Intersections of sets, diophantine equations and Fourier analysis

Abstract: A classical theorem due to Mattila (see \cite{Mat84}; see also \cite{M95}, Chapter 13) says that if $A,B \subset {\Bbb R}^d$ of Hausdorff dimension $s_A, s_B$, respectively, with $s_A+s_B \ge d$, $s_B>\frac{d+1}{2}$ and $dim_{{\mathcal H}}(A \times B)=s_A+s_B\ge d$, then $$ dim_{{\mathcal H}}(A \cap (z+B)) \leq s_A+s_B-d$$ for almost every $z \in {\Bbb R}^d$, in the sense of Lebesgue measure. In this paper, we replace the Hausdorff dimension on the left hand side of the first inequality above by the upper Minkowski dimension, replace the Lebesgue measure of the set of translates by a Hausdorff measure on a set of sufficiently large dimension and replace the translation and rotation group by a more general variable coefficient family of transformations. Interesting arithmetic issues arise in the consideration of sharpness examples. These results are partly motivated by those in \cite{EIT11} and \cite{IJL10} where in the former the classical regular value theorem from differential geometry was investigated in a fractal setting and in the latter discrete incidence theory is explored from an analytic standpoint.
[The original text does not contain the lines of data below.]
//! PDF serialization of composed pages.
//!
//! Every page shares one set of Type1 Helvetica fonts. Attachment pages carry
//! a single image XObject named `Im0`.

use lopdf::content::{Content, Operation};
use lopdf::{dictionary, Dictionary, Document, Object, ObjectId, Stream, StringFormat};

use super::canvas::{Color, DrawOp, Font, PageSpec, Rect, PAGE_HEIGHT, PAGE_WIDTH};
use super::codec::EncodedImage;
use super::BuildError;

const PDF_VERSION: &str = "1.5";
const IMAGE_RESOURCE: &str = "Im0";

/// A page ready for emission.
pub struct PdfPage<'a> {
    pub spec: &'a PageSpec,
    pub image: Option<&'a EncodedImage>,
}

/// Emit `pages` in order into a new PDF and return its bytes.
pub fn write_pdf(pages: &[PdfPage<'_>], title: &str) -> Result<Vec<u8>, BuildError> {
    let mut doc = Document::with_version(PDF_VERSION);
    let pages_id = doc.new_object_id();

    let mut fonts = Dictionary::new();
    for font in Font::ALL {
        let font_id = doc.add_object(dictionary! {
            "Type" => "Font",
            "Subtype" => "Type1",
            "BaseFont" => font.base_font(),
            "Encoding" => "WinAnsiEncoding",
        });
        fonts.set(font.resource_name(), font_id);
    }
    let fonts_id = doc.add_object(fonts);

    let mut kids = Vec::with_capacity(pages.len());
    for page in pages {
        let page_id = add_page(&mut doc, pages_id, fonts_id, page)?;
        kids.push(Object::Reference(page_id));
    }

    let page_count = kids.len() as i64;
    doc.objects.insert(
        pages_id,
        Object::Dictionary(dictionary! {
            "Type" => "Pages",
            "Kids" => kids,
            "Count" => page_count,
            "MediaBox" => vec![0.into(), 0.into(), Object::Real(PAGE_WIDTH), Object::Real(PAGE_HEIGHT)],
        }),
    );

    let catalog_id = doc.add_object(dictionary! {
        "Type" => "Catalog",
        "Pages" => pages_id,
    });
    let info_id = doc.add_object(dictionary! {
        "Title" => Object::String(encode_text(title), StringFormat::Literal),
        "Producer" => Object::string_literal(concat!("hostel-admission-server ", env!("CARGO_PKG_VERSION"))),
    });
    doc.trailer.set("Root", catalog_id);
    doc.trailer.set("Info", info_id);

    let mut buffer = Vec::new();
    doc.save_to(&mut buffer)
        .map_err(|e| BuildError::Serialize(e.to_string()))?;
    Ok(buffer)
}

fn add_page(
    doc: &mut Document,
    pages_id: ObjectId,
    fonts_id: ObjectId,
    page: &PdfPage<'_>,
) -> Result<ObjectId, BuildError> {
    let mut resources = dictionary! {
        "Font" => fonts_id,
    };
    if let Some(image) = page.image {
        let image_id = add_image(doc, image);
        resources.set("XObject", dictionary! { IMAGE_RESOURCE => image_id });
    }

    let content = Content {
        operations: page_operations(page.spec),
    };
    let encoded = content.encode().map_err(BuildError::Content)?;
    let content_id = doc.add_object(Stream::new(dictionary! {}, encoded));

    Ok(doc.add_object(dictionary! {
        "Type" => "Page",
        "Parent" => pages_id,
        "Contents" => content_id,
        "Resources" => resources,
    }))
}

fn add_image(doc: &mut Document, image: &EncodedImage) -> ObjectId {
    let mut dict = dictionary! {
        "Type" => "XObject",
        "Subtype" => "Image",
        "Width" => image.width as i64,
        "Height" => image.height as i64,
        "ColorSpace" => "DeviceRGB",
        "BitsPerComponent" => 8,
        "Filter" => image.filter.pdf_name(),
    };

    if let Some(alpha) = &image.alpha {
        let mask_id = doc.add_object(Stream::new(
            dictionary! {
                "Type" => "XObject",
                "Subtype" => "Image",
                "Width" => image.width as i64,
                "Height" => image.height as i64,
                "ColorSpace" => "DeviceGray",
                "BitsPerComponent" => 8,
                "Filter" => "FlateDecode",
            },
            alpha.clone(),
        ));
        dict.set("SMask", mask_id);
    }

    doc.add_object(Stream::new(dict, image.data.clone()))
}

fn page_operations(spec: &PageSpec) -> Vec<Operation> {
    let mut ops = Vec::new();

    for op in spec.ops() {
        match op {
            DrawOp::FillRect {
                rect,
                fill,
                outline,
                line_width,
            } => {
                ops.push(Operation::new("q", vec![]));
                ops.push(color_op("rg", *fill));
                let paint = match outline {
                    Some(stroke) => {
                        ops.push(color_op("RG", *stroke));
                        ops.push(Operation::new("w", vec![Object::Real(*line_width)]));
                        "B"
                    }
                    None => "f",
                };
                ops.push(rect_op(rect));
                ops.push(Operation::new(paint, vec![]));
                ops.push(Operation::new("Q", vec![]));
            }
            DrawOp::StrokeRect { rect, color, line_width } => {
                ops.push(Operation::new("q", vec![]));
                ops.push(color_op("RG", *color));
                ops.push(Operation::new("w", vec![Object::Real(*line_width)]));
                ops.push(rect_op(rect));
                ops.push(Operation::new("S", vec![]));
                ops.push(Operation::new("Q", vec![]));
            }
            DrawOp::Line {
                from,
                to,
                color,
                line_width,
            } => {
                ops.push(Operation::new("q", vec![]));
                ops.push(color_op("RG", *color));
                ops.push(Operation::new("w", vec![Object::Real(*line_width)]));
                ops.push(Operation::new("m", vec![Object::Real(from.0), Object::Real(from.1)]));
                ops.push(Operation::new("l", vec![Object::Real(to.0), Object::Real(to.1)]));
                ops.push(Operation::new("S", vec![]));
                ops.push(Operation::new("Q", vec![]));
            }
            DrawOp::Text {
                x,
                y,
                font,
                size,
                color,
                text,
            } => {
                ops.push(Operation::new("q", vec![]));
                ops.push(color_op("rg", *color));
                ops.push(Operation::new("BT", vec![]));
                ops.push(Operation::new(
                    "Tf",
                    vec![Object::Name(font.resource_name().as_bytes().to_vec()), Object::Real(*size)],
                ));
                ops.push(Operation::new("Td", vec![Object::Real(*x), Object::Real(*y)]));
                ops.push(Operation::new(
                    "Tj",
                    vec![Object::String(encode_text(text), StringFormat::Literal)],
                ));
                ops.push(Operation::new("ET", vec![]));
                ops.push(Operation::new("Q", vec![]));
            }
            DrawOp::Image { rect } => {
                ops.push(Operation::new("q", vec![]));
                ops.push(Operation::new(
                    "cm",
                    vec![
                        Object::Real(rect.width),
                        0.into(),
                        0.into(),
                        Object::Real(rect.height),
                        Object::Real(rect.x),
                        Object::Real(rect.y),
                    ],
                ));
                ops.push(Operation::new("Do", vec![Object::Name(IMAGE_RESOURCE.as_bytes().to_vec())]));
                ops.push(Operation::new("Q", vec![]));
            }
        }
    }

    ops
}

fn color_op(operator: &str, color: Color) -> Operation {
    Operation::new(operator, vec![Object::Real(color.r), Object::Real(color.g), Object::Real(color.b)])
}

fn rect_op(rect: &Rect) -> Operation {
    Operation::new(
        "re",
        vec![
            Object::Real(rect.x),
            Object::Real(rect.y),
            Object::Real(rect.width),
            Object::Real(rect.height),
        ],
    )
}

/// Encode text for a WinAnsiEncoding font. Characters outside the code page
/// become `?`.
pub fn encode_text(text: &str) -> Vec<u8> {
    text.chars()
        .map(|ch| match ch {
            ' '..='~' => ch as u8,
            '\u{20AC}' => 0x80,
            '\u{2018}' => 0x91,
            '\u{2019}' => 0x92,
            '\u{201C}' => 0x93,
            '\u{201D}' => 0x94,
            '\u{2022}' => 0x95,
            '\u{2013}' => 0x96,
            '\u{2014}' => 0x97,
            '\u{A0}'..='\u{FF}' => ch as u32 as u8,
            _ => b'?',
        })
        .collect()
}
Fourier Integral Operator bounds and other techniques of harmonic analysis play a crucial role in our investigation. We also consider, in the spirit of the Furstenberg conjecture, inverse problems for intersections by asking how small a dimension of a set can be given that the dimension of its intersections with a suitably well-curved family of manifolds is bounded from below by a given threshold. Finally, we shall discuss applications of our estimates to the problem of estimating the number of solutions of systems of diophantine equations over integers.